WHAT YOU ARE ASKED TO DO
Search the entries below for "super". Report each line where it occurs.

Dataset entries

----------------------------------------

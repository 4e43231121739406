//! Cycle extraction for reporting.

use petgraph::graph::NodeIndex;

use crate::parse::graph::PipelineGraph;

/// Find one cycle by depth-first search.
///
/// Roots are tried in node-list order and successors in edge order. The
/// returned walk starts and ends on the same node, e.g. `[a, b, c, a]`; a
/// self-loop yields `[a, a]`. No claim is made that the cycle is the shortest.
pub fn find_cycle(graph: &PipelineGraph) -> Option<Vec<String>> {
    let count = graph.node_count();
    let mut visited = vec![false; count];
    let mut on_path = vec![false; count];
    let mut path: Vec<NodeIndex> = Vec::new();

    for root in graph.indices() {
        if visited[root.index()] {
            continue;
        }

        // Each frame is a node on the current path and the position of the
        // next successor to try.
        let mut frames: Vec<(NodeIndex, usize)> = vec![(root, 0)];
        visited[root.index()] = true;
        on_path[root.index()] = true;
        path.push(root);

        while let Some(frame) = frames.last_mut() {
            let (node, cursor) = *frame;
            match graph.ordered_successors(node).get(cursor) {
                Some(&next) => {
                    frame.1 += 1;
                    if !visited[next.index()] {
                        visited[next.index()] = true;
                        on_path[next.index()] = true;
                        path.push(next);
                        frames.push((next, 0));
                    } else if on_path[next.index()] {
                        return Some(close_cycle(graph, &path, next));
                    }
                }
                None => {
                    on_path[node.index()] = false;
                    path.pop();
                    frames.pop();
                }
            }
        }
    }

    None
}

fn close_cycle(graph: &PipelineGraph, path: &[NodeIndex], repeated: NodeIndex) -> Vec<String> {
    let start = path.iter().position(|&n| n == repeated).unwrap_or(0);
    path[start..]
        .iter()
        .chain(std::iter::once(&repeated))
        .map(|&n| graph.id(n).to_string())
        .collect()
}

#[cfg(test)]
mod tests {
    use super::*;
    use crate::parse::types::{NodeKind, PipelineEdge, PipelineNode};

    fn graph(ids: &[&str], edges: &[(&str, &str)]) -> PipelineGraph {
        let nodes: Vec<_> = ids
            .iter()
            .map(|id| PipelineNode::of_kind(*id, NodeKind::Math))
            .collect();
        let edges: Vec<_> = edges
            .iter()
            .enumerate()
            .map(|(i, (s, t))| PipelineEdge::new(format!("e{}", i), *s, *t))
            .collect();
        PipelineGraph::build(&nodes, &edges)
    }

    #[test]
    fn acyclic_has_none() {
        let g = graph(&["a", "b", "c"], &[("a", "b"), ("a", "c"), ("b", "c")]);
        assert_eq!(find_cycle(&g), None);
    }

    #[test]
    fn self_loop() {
        let g = graph(&["a"], &[("a", "a")]);
        assert_eq!(find_cycle(&g).unwrap(), vec!["a", "a"]);
    }

    #[test]
    fn cycle_slice_excludes_lead_in() {
        let g = graph(
            &["in", "a", "b", "c"],
            &[("in", "a"), ("a", "b"), ("b", "c"), ("c", "a")],
        );
        assert_eq!(find_cycle(&g).unwrap(), vec!["a", "b", "c", "a"]);
    }

    #[test]
    fn cross_edge_into_finished_branch_is_not_a_cycle() {
        let g = graph(&["a", "b", "c"], &[("a", "b"), ("c", "b")]);
        assert_eq!(find_cycle(&g), None);
    }

    #[test]
    fn first_cycle_in_dfs_order_wins() {
        let g = graph(
            &["x", "y", "p", "q"],
            &[("p", "q"), ("q", "p"), ("x", "y"), ("y", "x")],
        );
        assert_eq!(find_cycle(&g).unwrap(), vec!["x", "y", "x"]);
    }
}
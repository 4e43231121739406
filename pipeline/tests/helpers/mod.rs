use pipeline::parse::*;

// =============================================================================
// Pipeline builders
// =============================================================================

/// Nodes as `(id, type)` pairs; edges as `(source, target)` pairs with ids
/// `e1`, `e2`, ... in order.
pub fn build_pipeline(nodes: &[(&str, &str)], edges: &[(&str, &str)]) -> Pipeline {
    Pipeline {
        nodes: nodes.iter().map(|(id, ty)| node(id, ty)).collect(),
        edges: edges
            .iter()
            .enumerate()
            .map(|(i, (s, t))| PipelineEdge::new(format!("e{}", i + 1), *s, *t))
            .collect(),
    }
}

/// Nodes of the `text` kind, named by id only.
pub fn text_pipeline(ids: &[&str], edges: &[(&str, &str)]) -> Pipeline {
    let nodes: Vec<(&str, &str)> = ids.iter().map(|id| (*id, "text")).collect();
    build_pipeline(&nodes, edges)
}

pub fn node(id: &str, node_type: &str) -> PipelineNode {
    let data = match NodeKind::from_tag(node_type) {
        Some(kind) => NodeData::default_for(kind),
        None => NodeData::Unrecognized {
            type_tag: Some(node_type.to_string()),
            data: serde_json::json!({}),
        },
    };
    PipelineNode::new(id, data)
}

// =============================================================================
// Assertions
// =============================================================================

/// Index of `id` in `order`, failing the test if it is missing.
pub fn position_of(order: &[String], id: &str) -> usize {
    order
        .iter()
        .position(|n| n == id)
        .unwrap_or_else(|| panic!("'{}' missing from order {:?}", id, order))
}

pub fn assert_has_diagnostic(diagnostics: &[pipeline::error::Diagnostic], code: &str) {
    assert!(
        diagnostics.iter().any(|d| d.code == code),
        "Expected diagnostic {}, got: {:?}",
        code,
        diagnostics
    );
}

pub fn assert_no_diagnostic(diagnostics: &[pipeline::error::Diagnostic], code: &str) {
    assert!(
        !diagnostics.iter().any(|d| d.code == code),
        "Did not expect diagnostic {}, but got: {:?}",
        code,
        diagnostics
    );
}
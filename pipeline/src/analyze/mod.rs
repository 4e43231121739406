//! Analysis phase: snapshot → DAG verdict and pipeline statistics.
//!
//! Everything here is a pure function of the snapshot passed in. Nothing is
//! cached between calls and the input is never modified.

pub mod cycle;
pub mod report;
pub mod topo;

pub use report::{DagReport, PipelineReport};

use crate::config::PipelineConfig;
use crate::parse::graph::PipelineGraph;
use crate::parse::types::Pipeline;
use crate::validate;

use report::{MSG_CYCLE, MSG_EMPTY, MSG_VALID};

/// Decide whether the snapshot is a DAG.
pub fn check_dag(pipeline: &Pipeline) -> DagReport {
    let graph = PipelineGraph::build(&pipeline.nodes, &pipeline.edges);
    dag_report(&graph, pipeline.edges.len())
}

/// Full analysis with default options.
pub fn analyze_pipeline(pipeline: &Pipeline) -> PipelineReport {
    analyze_with(pipeline, &PipelineConfig::default())
}

pub fn analyze_with(pipeline: &Pipeline, config: &PipelineConfig) -> PipelineReport {
    let graph = PipelineGraph::build(&pipeline.nodes, &pipeline.edges);
    let dag = dag_report(&graph, pipeline.edges.len());

    let node_types = report::count_node_types(&pipeline.nodes, &graph);
    let isolated_nodes = report::find_isolated(&pipeline.edges, &graph);
    let diagnostics = if config.include_diagnostics {
        validate::validate_structural(pipeline, &graph)
    } else {
        Vec::new()
    };

    PipelineReport {
        dag,
        node_types,
        has_isolated_nodes: !isolated_nodes.is_empty(),
        isolated_nodes,
        diagnostics,
    }
}

fn dag_report(graph: &PipelineGraph, num_edges: usize) -> DagReport {
    let num_nodes = graph.node_count();

    let report = match topo::topo_sort(graph) {
        Ok(order) => DagReport {
            is_dag: true,
            num_nodes,
            num_edges,
            message: (if num_nodes == 0 { MSG_EMPTY } else { MSG_VALID }).to_string(),
            topological_order: Some(order),
            cycle: None,
        },
        Err(_) => DagReport {
            is_dag: false,
            num_nodes,
            num_edges,
            message: MSG_CYCLE.to_string(),
            topological_order: None,
            // Kahn left nodes behind, so a cycle exists among them.
            cycle: Some(cycle::find_cycle(graph).unwrap_or_default()),
        },
    };

    tracing::debug!(
        is_dag = report.is_dag,
        nodes = num_nodes,
        edges = num_edges,
        "analyzed pipeline"
    );
    report
}
//! petgraph-based directed graph over a pipeline snapshot.
//!
//! Node indices follow the first occurrence of each id in the node list, and
//! successor lists follow edge order, so every traversal built on top of this
//! structure is deterministic for a given snapshot.

use std::collections::HashMap;

use petgraph::Direction;
use petgraph::graph::{DiGraph, NodeIndex};
use petgraph::visit::EdgeRef;

use super::types::{PipelineEdge, PipelineNode};

#[derive(Debug, Clone, PartialEq, Eq)]
pub struct EdgeLabel {
    pub edge_id: String,
    pub source_handle: Option<String>,
    pub target_handle: Option<String>,
}

/// An edge left out of the adjacency because an endpoint is not a node.
#[derive(Debug, Clone, PartialEq, Eq)]
pub struct DanglingEdge {
    pub edge_id: String,
    pub source: String,
    pub target: String,
    pub missing_source: bool,
    pub missing_target: bool,
}

#[derive(Debug, Clone)]
pub struct PipelineGraph {
    pub graph: DiGraph<String, EdgeLabel>,
    pub node_indices: HashMap<String, NodeIndex>,
    /// Edges skipped for adjacency/in-degree purposes.
    pub dangling: Vec<DanglingEdge>,
    /// Ids seen more than once in the node list, once per repeat.
    pub duplicate_nodes: Vec<String>,
    successors: Vec<Vec<NodeIndex>>,
}

impl PipelineGraph {
    /// Never fails: duplicate node ids collapse onto their first position and
    /// edges with an unknown endpoint are recorded in `dangling`.
    pub fn build(nodes: &[PipelineNode], edges: &[PipelineEdge]) -> Self {
        let mut graph = DiGraph::new();
        let mut node_indices = HashMap::new();
        let mut duplicate_nodes = Vec::new();

        for node in nodes {
            if node_indices.contains_key(&node.id) {
                duplicate_nodes.push(node.id.clone());
                continue;
            }
            let idx = graph.add_node(node.id.clone());
            node_indices.insert(node.id.clone(), idx);
        }

        let mut successors = vec![Vec::new(); graph.node_count()];
        let mut dangling = Vec::new();

        for edge in edges {
            let source_idx = node_indices.get(&edge.source);
            let target_idx = node_indices.get(&edge.target);

            match (source_idx, target_idx) {
                (Some(&s), Some(&t)) => {
                    graph.add_edge(
                        s,
                        t,
                        EdgeLabel {
                            edge_id: edge.id.clone(),
                            source_handle: edge.source_handle.clone(),
                            target_handle: edge.target_handle.clone(),
                        },
                    );
                    successors[s.index()].push(t);
                }
                (s, t) => dangling.push(DanglingEdge {
                    edge_id: edge.id.clone(),
                    source: edge.source.clone(),
                    target: edge.target.clone(),
                    missing_source: s.is_none(),
                    missing_target: t.is_none(),
                }),
            }
        }

        tracing::debug!(
            nodes = graph.node_count(),
            edges = graph.edge_count(),
            dangling = dangling.len(),
            duplicates = duplicate_nodes.len(),
            "built pipeline graph"
        );

        PipelineGraph {
            graph,
            node_indices,
            dangling,
            duplicate_nodes,
            successors,
        }
    }

    /// Distinct nodes.
    pub fn node_count(&self) -> usize {
        self.graph.node_count()
    }

    /// Edges that made it into the adjacency.
    pub fn edge_count(&self) -> usize {
        self.graph.edge_count()
    }

    pub fn contains(&self, node_id: &str) -> bool {
        self.node_indices.contains_key(node_id)
    }

    /// Node indices in node-list order.
    pub fn indices(&self) -> impl Iterator<Item = NodeIndex> + '_ {
        self.graph.node_indices()
    }

    pub fn id(&self, idx: NodeIndex) -> &str {
        &self.graph[idx]
    }

    /// Successor indices in edge order; parallel edges repeat the target.
    pub fn ordered_successors(&self, idx: NodeIndex) -> &[NodeIndex] {
        self.successors
            .get(idx.index())
            .map(Vec::as_slice)
            .unwrap_or(&[])
    }

    pub fn successors(&self, node_id: &str) -> Vec<&str> {
        let Some(&idx) = self.node_indices.get(node_id) else {
            return vec![];
        };
        self.ordered_successors(idx)
            .iter()
            .map(|&n| self.graph[n].as_str())
            .collect()
    }

    pub fn predecessors(&self, node_id: &str) -> Vec<&str> {
        let Some(&idx) = self.node_indices.get(node_id) else {
            return vec![];
        };
        let mut incoming: Vec<_> = self.graph.edges_directed(idx, Direction::Incoming).collect();
        incoming.sort_by_key(|e| e.id());
        incoming
            .into_iter()
            .map(|e| self.graph[e.source()].as_str())
            .collect()
    }

    pub fn in_degree(&self, node_id: &str) -> usize {
        let Some(&idx) = self.node_indices.get(node_id) else {
            return 0;
        };
        self.graph.edges_directed(idx, Direction::Incoming).count()
    }

    pub fn out_degree(&self, node_id: &str) -> usize {
        let Some(&idx) = self.node_indices.get(node_id) else {
            return 0;
        };
        self.ordered_successors(idx).len()
    }
}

----------------------------------------

RESULT FOR THIS EXERCISE
    use super::*;
use super::types::{PipelineEdge, PipelineNode};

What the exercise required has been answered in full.